Advertisement

Court Backs Immigrants’ Deportation for Fraud

Share
From Associated Press

The Supreme Court on Wednesday made it easier for the government to deport some immigrants who entered the country through fraud.

Ruling unanimously in a California case, the court said immigration authorities can deny waivers to some people who entered through fraud even though it has a general policy of disregarding such acts.

“It is assuredly rational, and therefore lawful for [the government] to distinguish aliens . . . who engage in a pattern of immigration fraud from aliens who commit a single, isolated act of misrepresentation,” Justice Antonin Scalia wrote for the court.

Advertisement

The ruling reversed a lower court decision that barred the government from considering fraud in a case involving a Taiwanese man who obtained two “sham” divorces from the same wife as part of his effort to gain U.S. citizenship.

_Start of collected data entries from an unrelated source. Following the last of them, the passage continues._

//! Residual Feature Extractor
//!
//! The 50-layer residual network used as the embedding backbone, built from
//! Burn's `nn` modules. The classifier consumes it as a black-box function
//! from normalized image batches to fixed-length embedding vectors; the
//! architecture exists here so the published pretrained record can be loaded
//! into it.

use burn::{
    module::Module,
    nn::{
        conv::{Conv2d, Conv2dConfig},
        pool::{AdaptiveAvgPool2d, AdaptiveAvgPool2dConfig, MaxPool2d, MaxPool2dConfig},
        BatchNorm, BatchNormConfig, PaddingConfig2d, Relu,
    },
    tensor::{backend::Backend, Tensor},
};

/// Blocks per stage in the 50-layer variant
const STAGE_BLOCKS: [usize; 4] = [3, 4, 6, 3];

/// Channel expansion of a bottleneck block
const EXPANSION: usize = 4;

/// A convolution followed by batch normalization
#[derive(Module, Debug)]
pub struct ConvNorm<B: Backend> {
    conv: Conv2d<B>,
    bn: BatchNorm<B, 2>,
}

impl<B: Backend> ConvNorm<B> {
    fn new(
        in_channels: usize,
        out_channels: usize,
        kernel_size: usize,
        stride: usize,
        device: &B::Device,
    ) -> Self {
        let padding = kernel_size / 2;
        let conv = Conv2dConfig::new([in_channels, out_channels], [kernel_size, kernel_size])
            .with_stride([stride, stride])
            .with_padding(PaddingConfig2d::Explicit(padding, padding))
            .with_bias(false)
            .init(device);
        let bn = BatchNormConfig::new(out_channels).init(device);

        Self { conv, bn }
    }

    fn forward(&self, x: Tensor<B, 4>) -> Tensor<B, 4> {
        self.bn.forward(self.conv.forward(x))
    }
}

/// Bottleneck residual block: 1x1 reduce, 3x3 spatial, 1x1 expand,
/// with a projection shortcut whenever the shape changes
#[derive(Module, Debug)]
pub struct Bottleneck<B: Backend> {
    reduce: ConvNorm<B>,
    spatial: ConvNorm<B>,
    expand: ConvNorm<B>,
    shortcut: Option<ConvNorm<B>>,
    relu: Relu,
}

impl<B: Backend> Bottleneck<B> {
    fn new(in_channels: usize, width: usize, stride: usize, device: &B::Device) -> Self {
        let out_channels = width * EXPANSION;

        let shortcut = (stride != 1 || in_channels != out_channels)
            .then(|| ConvNorm::new(in_channels, out_channels, 1, stride, device));

        Self {
            reduce: ConvNorm::new(in_channels, width, 1, 1, device),
            spatial: ConvNorm::new(width, width, 3, stride, device),
            expand: ConvNorm::new(width, out_channels, 1, 1, device),
            shortcut,
            relu: Relu::new(),
        }
    }

    fn forward(&self, x: Tensor<B, 4>) -> Tensor<B, 4> {
        let identity = match &self.shortcut {
            Some(projection) => projection.forward(x.clone()),
            None => x.clone(),
        };

        let y = self.relu.forward(self.reduce.forward(x));
        let y = self.relu.forward(self.spatial.forward(y));
        let y = self.expand.forward(y);

        self.relu.forward(y.add(identity))
    }
}

/// 50-layer residual feature extractor
///
/// Maps a normalized image batch [batch_size, 3, H, W] to an embedding batch
/// [batch_size, 2048].
#[derive(Module, Debug)]
pub struct ResNet50<B: Backend> {
    stem: ConvNorm<B>,
    relu: Relu,
    pool: MaxPool2d,
    layer1: Vec<Bottleneck<B>>,
    layer2: Vec<Bottleneck<B>>,
    layer3: Vec<Bottleneck<B>>,
    layer4: Vec<Bottleneck<B>>,
    avgpool: AdaptiveAvgPool2d,
}

impl<B: Backend> ResNet50<B> {
    /// Create the backbone with freshly initialized weights
    pub fn new(device: &B::Device) -> Self {
        let stem = ConvNorm::new(3, 64, 7, 2, device);
        let pool = MaxPool2dConfig::new([3, 3])
            .with_strides([2, 2])
            .with_padding(PaddingConfig2d::Explicit(1, 1))
            .init();

        let layer1 = Self::make_stage(64, 64, 1, STAGE_BLOCKS[0], device);
        let layer2 = Self::make_stage(64 * EXPANSION, 128, 2, STAGE_BLOCKS[1], device);
        let layer3 = Self::make_stage(128 * EXPANSION, 256, 2, STAGE_BLOCKS[2], device);
        let layer4 = Self::make_stage(256 * EXPANSION, 512, 2, STAGE_BLOCKS[3], device);

        Self {
            stem,
            relu: Relu::new(),
            pool,
            layer1,
            layer2,
            layer3,
            layer4,
            avgpool: AdaptiveAvgPool2dConfig::new([1, 1]).init(),
        }
    }

    fn make_stage(
        in_channels: usize,
        width: usize,
        stride: usize,
        blocks: usize,
        device: &B::Device,
    ) -> Vec<Bottleneck<B>> {
        let mut stage = Vec::with_capacity(blocks);
        stage.push(Bottleneck::new(in_channels, width, stride, device));
        for _ in 1..blocks {
            stage.push(Bottleneck::new(width * EXPANSION, width, 1, device));
        }
        stage
    }

    /// Forward pass
    ///
    /// # Arguments
    /// * `x` - Input tensor of shape [batch_size, 3, height, width]
    ///
    /// # Returns
    /// * Embedding tensor of shape [batch_size, 2048]
    pub fn forward(&self, x: Tensor<B, 4>) -> Tensor<B, 2> {
        let x = self.relu.forward(self.stem.forward(x));
        let mut x = self.pool.forward(x);

        for block in &self.layer1 {
            x = block.forward(x);
        }
        for block in &self.layer2 {
            x = block.forward(x);
        }
        for block in &self.layer3 {
            x = block.forward(x);
        }
        for block in &self.layer4 {
            x = block.forward(x);
        }

        // Global pooling: [B, C, H, W] -> [B, C, 1, 1] -> [B, C]
        let x = self.avgpool.forward(x);
        let [batch_size, channels, _, _] = x.dims();
        x.reshape([batch_size, channels])
    }
}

Yueh-Shaio Yang and his wife, both Taiwanese citizens, were divorced in Taiwan after she learned in 1977 that she could pay $60,000 for a false U.S. birth certificate and passport.

She got the documents under a false name, and the couple remarried. Yang entered the United States in 1982 and was granted permanent residency on the grounds of being married to a U.S. citizen.

The couple lived in San Marino, and their daughter gained U.S. citizenship by marrying an American. Yang applied for U.S. citizenship, and the couple later divorced and remarried under the wife’s true name.